● EXERCISE DIRECTIONS
This task calls for copying every line of the records that includes the word "RevisionKind".
══ DATA SUPPLIED ══
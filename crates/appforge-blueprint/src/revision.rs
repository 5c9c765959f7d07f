//! Schema revision.
//!
//! Revisions are narrow patches, not regenerations: the existing schema is
//! kept intact and only the requested addition is spliced in.  The request
//! is classified from the same context shape generation uses; hints beat
//! features beat prompt keywords.  Every revision bumps the schema version,
//! and a request that maps to nothing leaves the schema unchanged apart
//! from the bump so callers can still tell the revision was attempted.

use tracing::{info, warn};

use appforge_design::{by_text, design_system_to_theme, system};
use appforge_schema::{AppSchema, EntityDef, NavItem, PageDef, PageType};

use crate::entities::{entity_from_hint, feature_entity, slug};
use crate::intelligence::GenerationContext;
use crate::pages::pages_for_entity;
use crate::synthesizer::{GenerationOutcome, Synthesizer};
use crate::workflows::crud_workflows;

/// Confidence reported for every revision.  Patches are mechanical, so the
/// score reflects classification uncertainty rather than synthesis quality.
const REVISION_CONFIDENCE: f64 = 0.7;

/// What a revision request asks for.
#[derive(Debug, Clone, Copy, PartialEq, Eq)]
pub enum RevisionKind {
    AddEntity,
    AddFeature,
    ChangeDesign,
    AddPage,
    Modify,
}

/// Classify a revision request.
pub fn classify(ctx: &GenerationContext) -> RevisionKind {
    if let Some(intelligence) = &ctx.intelligence
        && !intelligence.entities.is_empty()
    {
        return RevisionKind::AddEntity;
    }
    if !ctx.features().is_empty() {
        return RevisionKind::AddFeature;
    }
    let prompt = ctx.prompt.as_deref().unwrap_or("").to_lowercase();
    if ["theme", "design", "color", "colour", "look", "style"]
        .iter()
        .any(|k| prompt.contains(k))
    {
        return RevisionKind::ChangeDesign;
    }
    if ["page", "screen", "view", "tab"]
        .iter()
        .any(|k| prompt.contains(k))
    {
        return RevisionKind::AddPage;
    }
    RevisionKind::Modify
}

/// Apply a revision to `ctx.existing`.
pub fn revise(mut ctx: GenerationContext) -> GenerationOutcome {
    let Some(mut schema) = ctx.existing.take() else {
        // Nothing to revise; treat as a fresh generation.
        return Synthesizer::new().generate(ctx);
    };

    let kind = classify(&ctx);
    let mut warnings = Vec::new();

    match kind {
        RevisionKind::AddEntity => {
            if let Some(intelligence) = &ctx.intelligence {
                for hint in &intelligence.entities {
                    let entity = entity_from_hint(hint);
                    if schema.entity(&entity.id).is_some() {
                        warnings.push(format!("entity '{}' already exists; skipped", entity.id));
                        continue;
                    }
                    attach_entity(&mut schema, entity);
                }
            }
        }
        RevisionKind::AddFeature => {
            for feature in ctx.features() {
                if schema.settings.features.contains(&feature) {
                    warnings.push(format!("feature '{feature}' is already enabled"));
                    continue;
                }
                schema.settings.features.push(feature.clone());
                if let Some(entity) = feature_entity(&feature)
                    && schema.entity(&entity.id).is_none()
                {
                    attach_entity(&mut schema, entity);
                }
            }
        }
        RevisionKind::ChangeDesign => {
            change_design(&mut schema, ctx.prompt.as_deref().unwrap_or(""), &mut warnings);
        }
        RevisionKind::AddPage => {
            add_page(&mut schema, ctx.prompt.as_deref().unwrap_or(""), &mut warnings);
        }
        RevisionKind::Modify => {
            warnings.push(
                "could not map the request to a concrete change; schema left as is".to_string(),
            );
            warn!(prompt = ctx.prompt.as_deref().unwrap_or(""), "unclassified revision");
        }
    }

    schema.bump_version();
    schema.metadata.confidence = REVISION_CONFIDENCE;

    info!(
        app = %schema.name,
        kind = ?kind,
        version = schema.metadata.version,
        warnings = warnings.len(),
        "schema revised"
    );

    GenerationOutcome {
        schema,
        confidence: REVISION_CONFIDENCE,
        suggestions: Vec::new(),
        warnings,
    }
}

// ---------------------------------------------------------------------------
// Patch helpers
// ---------------------------------------------------------------------------

/// Splice a new entity into the schema: its pages, CRUD workflows, and
/// sidebar entries, ordered after everything except settings.
fn attach_entity(schema: &mut AppSchema, entity: EntityDef) {
    let mut order = next_page_order(schema);
    let pages = pages_for_entity(&entity, &mut order);
    let workflows = crud_workflows(&entity);

    for page in &pages {
        if page.navigation.show_in_sidebar && !page.page_type.is_auxiliary() {
            schema.navigation.sidebar.items.push(NavItem {
                page: page.id.clone(),
                label: page.name.clone(),
                icon: page.navigation.icon.clone(),
                order: page.navigation.order,
            });
        }
    }
    schema.navigation.sidebar.items.sort_by_key(|i| i.order);

    schema.entities.push(entity);
    schema.pages.extend(pages);
    schema.workflows.extend(workflows);
}

fn next_page_order(schema: &AppSchema) -> u32 {
    schema
        .pages
        .iter()
        .filter(|p| p.page_type != PageType::Settings)
        .map(|p| p.navigation.order)
        .max()
        .map_or(1, |o| o + 1)
}

fn change_design(schema: &mut AppSchema, prompt: &str, warnings: &mut Vec<String>) {
    let id = by_text(prompt);
    if schema.theme.design_system == id.as_str() {
        warnings.push(format!("already using the '{id}' design system"));
        return;
    }
    schema.theme = design_system_to_theme(system(id), schema.theme.mode);
}

fn add_page(schema: &mut AppSchema, prompt: &str, warnings: &mut Vec<String>) {
    let lower = prompt.to_lowercase();
    let target = schema
        .entities
        .iter()
        .find(|e| {
            lower.contains(&e.name.to_lowercase()) || lower.contains(&e.plural_name.to_lowercase())
        })
        .or_else(|| schema.entities.first())
        .cloned();
    let Some(entity) = target else {
        warnings.push("no entity to attach the new page to".to_string());
        return;
    };

    let id = format!("{}-table", entity.id);
    if schema.page(&id).is_some() {
        warnings.push(format!("page '{id}' already exists"));
        return;
    }

    let order = next_page_order(schema);
    let mut page = PageDef::new(
        id,
        format!("{} Table", entity.plural_name),
        format!("/{}/table", slug(&entity.plural_name)),
        PageType::Table,
    )
    .with_entity(&entity.id)
    .with_order(order);
    page.navigation.icon = Some("table".to_string());

    schema.navigation.sidebar.items.push(NavItem {
        page: page.id.clone(),
        label: page.name.clone(),
        icon: page.navigation.icon.clone(),
        order,
    });
    schema.navigation.sidebar.items.sort_by_key(|i| i.order);
    schema.pages.push(page);
}

// ---------------------------------------------------------------------------
// Tests
// ---------------------------------------------------------------------------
═══
● SOLUTION FOR THIS PROBLEM
pub enum RevisionKind {
pub fn classify(ctx: &GenerationContext) -> RevisionKind {
        return RevisionKind::AddEntity;
        return RevisionKind::AddFeature;
        return RevisionKind::ChangeDesign;
        return RevisionKind::AddPage;
    RevisionKind::Modify
        RevisionKind::AddEntity => {
        RevisionKind::AddFeature => {
        RevisionKind::ChangeDesign => {
        RevisionKind::AddPage => {
        RevisionKind::Modify => {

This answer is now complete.